There were a few nice views of the mountains and the valleys, but the real highlight of this hike was the forest itself. Not only were there huge trees (in an eastern-forest kind of way), but many wildflowers were in bloom. The forest floor was carpeted with spring beauties, and we saw nodding trillium, many species of violet, Dutchman's breeches, clintonia, rue anemone, bellwort, wake-robin, solomon's seal, and showy orchis, and of course dogwoods, which were just beginning to bloom. The bloodroots and mayapples hadn't bloomed yet. I was wishing I'd brought my wildflower ID book; I know a few wildflowers, but there are plenty I don't know and want to learn. It's just so cool hiking in spring and seeing the wildflowers; it's like seeing old friends that I haven't seen in a year.
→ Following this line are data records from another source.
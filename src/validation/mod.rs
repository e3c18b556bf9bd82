//! Rule-based validation of submitted form values.
//!
//! Every non-derived field is checked in form order. A required field without
//! a value reports `"<label> is required"` and nothing else; otherwise each of
//! the field's rules runs in order against the value's text and every failing
//! rule contributes its own message.

use log::debug;
use once_cell::sync::Lazy;
use regex::Regex;
use serde::{Deserialize, Serialize};

use crate::schema::types::{Field, FieldId, RuleKind, SubmissionData, ValidationRule};

static EMAIL: Lazy<Regex> =
    Lazy::new(|| Regex::new(r"^[^\s@]+@[^\s@]+\.[^\s@]+$").expect("static regex"));

/// Minimum password length accepted by the `password` rule.
pub const PASSWORD_MIN_LENGTH: usize = 8;

#[derive(Debug, Clone, PartialEq, Eq, Serialize, Deserialize)]
#[serde(rename_all = "camelCase")]
pub struct ValidationError {
    pub field_id: FieldId,
    pub message: String,
}

impl ValidationError {
    pub fn new(field_id: impl Into<FieldId>, message: impl Into<String>) -> Self {
        Self {
            field_id: field_id.into(),
            message: message.into(),
        }
    }
}

pub struct ValidationEngine;

impl ValidationEngine {
    pub fn validate(fields: &[Field], values: &SubmissionData) -> Vec<ValidationError> {
        let mut errors = Vec::new();

        for field in fields.iter().filter(|f| !f.is_derived) {
            let value = values.get(&field.id).filter(|v| !v.is_empty());

            if field.required && value.is_none() {
                errors.push(ValidationError::new(
                    field.id.clone(),
                    format!("{} is required", field.label),
                ));
                continue;
            }

            let text = value.map(|v| v.to_text()).unwrap_or_default();
            for rule in &field.validation_rules {
                if !Self::rule_passes(rule, &text) {
                    errors.push(ValidationError::new(field.id.clone(), rule.message.clone()));
                }
            }
        }

        debug!("Validated {} fields: {} errors", fields.len(), errors.len());
        errors
    }

    pub fn rule_passes(rule: &ValidationRule, text: &str) -> bool {
        match rule.kind {
            RuleKind::NotEmpty => !text.trim().is_empty(),
            RuleKind::MinLength => match rule.threshold() {
                Some(min) => (text.chars().count() as f64) >= min,
                None => true,
            },
            RuleKind::MaxLength => match rule.threshold() {
                Some(max) => (text.chars().count() as f64) <= max,
                None => true,
            },
            RuleKind::Email => text.is_empty() || EMAIL.is_match(text),
            RuleKind::Password => text.is_empty() || is_acceptable_password(text),
        }
    }
}

/// At least [`PASSWORD_MIN_LENGTH`] characters including one digit.
fn is_acceptable_password(text: &str) -> bool {
    text.chars().count() >= PASSWORD_MIN_LENGTH && text.chars().any(|c| c.is_ascii_digit())
}

/// Convenience wrapper around [`ValidationEngine::validate`].
pub fn validate(fields: &[Field], values: &SubmissionData) -> Vec<ValidationError> {
    ValidationEngine::validate(fields, values)
}
//! Formsmith: a form-builder core.
//!
//! Forms are assembled from typed fields, may carry validation rules and
//! derived fields computed by a small formula language, can be previewed as an
//! interactive session, and are persisted as one JSON collection in a
//! key-value store.

pub mod config;
pub mod error;
pub mod logging;
pub mod preview;
pub mod schema;
pub mod store;
pub mod transform;
pub mod validation;

pub use config::{load_config, ConfigError, FormsmithConfig, StorageConfig};
pub use error::{FormError, FormResult};
pub use logging::LogConfig;
pub use preview::{Control, ControlKind, PreviewSession, PreviewStatus, SubmitOutcome};
pub use schema::{
    DerivedConfig, Field, FieldId, FieldType, FieldValue, FormSchema, RuleKind, RuleValue,
    SchemaError, SchemaValidator, SubmissionData, ValidationRule, WorkingForm,
};
pub use store::{
    FormBuilderState, FormBuilderStore, KeyValueStore, MemoryStore, SaveOutcome, SledStore,
    SAVED_FORMS_KEY,
};
pub use transform::{evaluate, FormulaExecutor};
pub use validation::{validate, ValidationEngine, ValidationError};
Everything was so green. The rocks all had green growing on them, and there were flowers and even small trees growing out of the rocks. The dead trees were covered with green. We went through a "hell," or tangled mass of stunted rhododendrons and other plants at 5,200 feet, and even that was a grayish-green from all the lichens. Wintergreen was growing at the higher elevations, and various spruce and firs--it smelled like Vermont!
I want to upload pictures, but they are huge, so Blogger seems to have trouble uploading (or maybe it's my computer). I don't have any special photo programs through with I can make them into smaller files, so if anyone can give me some advice, I'd appreciate it. I would really love to put some pictures from the hikes on this blog.
Update: The uploading seems to be working fine now. I guess I just need to be patient.
I'd planned to go back out to the trails for a few days, probably to hike up the AT from Davenport Gap (northern end of the Smokies) to Max Patch (south of Hot Springs), but it's supposed to do nothing but storm for the next three days. The house needs a serious spring-cleaning workover, and I have a piano lesson scheduled for tomorrow. So, for now, it's back to "real life" and back to Bach.
I love the "back to Bach" part. It's the "real life" aspect that I could do without. I really wish I could just go to the woods and stay out there for a few months.